Stored data
//! Full health check: all four categories fused under a weighting policy,
//! with composite position advice.

use crate::domain::advisor::{composite_advice, roi_pct, Advice};
use crate::domain::analysis::{fmt2, AnalysisResult};
use crate::domain::fusion::weighted::{assess, CompositeAssessment, WeightingPolicy};
use crate::domain::market_data::MarketInputs;
use crate::domain::scoring::chip::ChipFlows;
use crate::domain::scoring::schema::TechnicalSnapshot;
use crate::domain::scoring::{chip, fundamental, guarded_score, margin, technical, Category};

pub const TITLE: &str = "Full Health Check";

#[derive(Debug, Clone, PartialEq)]
pub struct Summary {
    pub snapshot: TechnicalSnapshot,
    pub assessment: CompositeAssessment,
    pub advice: Advice,
    pub net_flow_lots: Option<f64>,
}

impl Summary {
    /// Score every category and fuse them; `None` without prices.
    pub fn build(
        inputs: &MarketInputs,
        policy: WeightingPolicy,
        cost_basis: Option<f64>,
    ) -> Option<Self> {
        let snapshot = TechnicalSnapshot::from_series(&inputs.prices)?;

        let categories = vec![
            guarded_score(Category::Technical, || technical::score(Some(&snapshot))),
            guarded_score(Category::Fundamental, || fundamental::score(&inputs.financials)),
            guarded_score(Category::Chip, || chip::score(&inputs.flows)),
            guarded_score(Category::Margin, || {
                margin::score(&inputs.margin, snapshot.price_change())
            }),
        ];

        let assessment = assess(policy, categories);
        let advice = composite_advice(assessment.score, roi_pct(cost_basis, snapshot.close));
        let net_flow_lots = ChipFlows::from_rows(&inputs.flows).map(|f| f.window.total());

        Some(Self {
            snapshot,
            assessment,
            advice,
            net_flow_lots,
        })
    }

    fn category_value(&self, category: Category) -> String {
        self.assessment
            .categories
            .iter()
            .find(|s| s.category == category)
            .map_or_else(
                || "no data".to_string(),
                |s| {
                    if s.has_data {
                        format!("{}/{}", s.points, s.max())
                    } else {
                        s.reasons.join(", ")
                    }
                },
            )
    }

    pub fn to_result(&self) -> AnalysisResult {
        let tier = self.assessment.tier;
        let snap = &self.snapshot;

        let alignment = match (snap.ma20, snap.ma60) {
            (Some(ma20), Some(ma60)) if snap.close > ma20 && ma20 > ma60 => "Bullish alignment",
            (Some(_), Some(_)) => "Consolidating / bearish",
            _ => "Not enough history",
        };
        let macd = match snap.macd_bullish() {
            Some(true) => "Golden cross",
            Some(false) => "Death cross",
            None => "n/a",
        };
        let flow = match self.net_flow_lots {
            Some(lots) if lots >= 0.0 => format!("Net buy {} lots (5d)", lots.trunc() as i64),
            Some(lots) => format!("Net sell {} lots (5d)", lots.abs().trunc() as i64),
            None => "No institutional data".to_string(),
        };

        AnalysisResult::new(TITLE, tier.label(), tier.bias(), &self.assessment.rationale)
            .with("Composite score", format!("{} pts", self.assessment.score))
            .with("Signal", tier.label())
            .with("Advice", self.advice.text())
            .with("Close", fmt2(snap.close))
            .with("MA alignment", alignment)
            .with("Technical", self.category_value(Category::Technical))
            .with("Fundamental", self.category_value(Category::Fundamental))
            .with("Chip", self.category_value(Category::Chip))
            .with("Margin", self.category_value(Category::Margin))
            .with("Institutional flow", flow)
            .with("MACD", macd)
            .with("Policy", self.assessment.policy.name())
    }
}

pub fn analyze(
    inputs: &MarketInputs,
    policy: WeightingPolicy,
    cost_basis: Option<f64>,
) -> AnalysisResult {
    match Summary::build(inputs, policy, cost_basis) {
        Some(summary) => summary.to_result(),
        None => AnalysisResult::no_data(TITLE, "No price data available"),
    }
}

▶ _Your instructions_: Your reply must repeat the records above exactly and in full.

▶ _Task output_:
//! Full health check: all four categories fused under a weighting policy,
//! with composite position advice.

use crate::domain::advisor::{composite_advice, roi_pct, Advice};
use crate::domain::analysis::{fmt2, AnalysisResult};
use crate::domain::fusion::weighted::{assess, CompositeAssessment, WeightingPolicy};
use crate::domain::market_data::MarketInputs;
use crate::domain::scoring::chip::ChipFlows;
use crate::domain::scoring::schema::TechnicalSnapshot;
use crate::domain::scoring::{chip, fundamental, guarded_score, margin, technical, Category};

pub const TITLE: &str = "Full Health Check";

#[derive(Debug, Clone, PartialEq)]
pub struct Summary {
    pub snapshot: TechnicalSnapshot,
    pub assessment: CompositeAssessment,
    pub advice: Advice,
    pub net_flow_lots: Option<f64>,
}

impl Summary {
    /// Score every category and fuse them; `None` without prices.
    pub fn build(
        inputs: &MarketInputs,
        policy: WeightingPolicy,
        cost_basis: Option<f64>,
    ) -> Option<Self> {
        let snapshot = TechnicalSnapshot::from_series(&inputs.prices)?;

        let categories = vec![
            guarded_score(Category::Technical, || technical::score(Some(&snapshot))),
            guarded_score(Category::Fundamental, || fundamental::score(&inputs.financials)),
            guarded_score(Category::Chip, || chip::score(&inputs.flows)),
            guarded_score(Category::Margin, || {
                margin::score(&inputs.margin, snapshot.price_change())
            }),
        ];

        let assessment = assess(policy, categories);
        let advice = composite_advice(assessment.score, roi_pct(cost_basis, snapshot.close));
        let net_flow_lots = ChipFlows::from_rows(&inputs.flows).map(|f| f.window.total());

        Some(Self {
            snapshot,
            assessment,
            advice,
            net_flow_lots,
        })
    }

    fn category_value(&self, category: Category) -> String {
        self.assessment
            .categories
            .iter()
            .find(|s| s.category == category)
            .map_or_else(
                || "no data".to_string(),
                |s| {
                    if s.has_data {
                        format!("{}/{}", s.points, s.max())
                    } else {
                        s.reasons.join(", ")
                    }
                },
            )
    }

    pub fn to_result(&self) -> AnalysisResult {
        let tier = self.assessment.tier;
        let snap = &self.snapshot;

        let alignment = match (snap.ma20, snap.ma60) {
            (Some(ma20), Some(ma60)) if snap.close > ma20 && ma20 > ma60 => "Bullish alignment",
            (Some(_), Some(_)) => "Consolidating / bearish",
            _ => "Not enough history",
        };
        let macd = match snap.macd_bullish() {
            Some(true) => "Golden cross",
            Some(false) => "Death cross",
            None => "n/a",
        };
        let flow = match self.net_flow_lots {
            Some(lots) if lots >= 0.0 => format!("Net buy {} lots (5d)", lots.trunc() as i64),
            Some(lots) => format!("Net sell {} lots (5d)", lots.abs().trunc() as i64),
            None => "No institutional data".to_string(),
        };

        AnalysisResult::new(TITLE, tier.label(), tier.bias(), &self.assessment.rationale)
            .with("Composite score", format!("{} pts", self.assessment.score))
            .with("Signal", tier.label())
            .with("Advice", self.advice.text())
            .with("Close", fmt2(snap.close))
            .with("MA alignment", alignment)
            .with("Technical", self.category_value(Category::Technical))
            .with("Fundamental", self.category_value(Category::Fundamental))
            .with("Chip", self.category_value(Category::Chip))
            .with("Margin", self.category_value(Category::Margin))
            .with("Institutional flow", flow)
            .with("MACD", macd)
            .with("Policy", self.assessment.policy.name())
    }
}

pub fn analyze(
    inputs: &MarketInputs,
    policy: WeightingPolicy,
    cost_basis: Option<f64>,
) -> AnalysisResult {
    match Summary::build(inputs, policy, cost_basis) {
        Some(summary) => summary.to_result(),
        None => AnalysisResult::no_data(TITLE, "No price data available"),
    }
}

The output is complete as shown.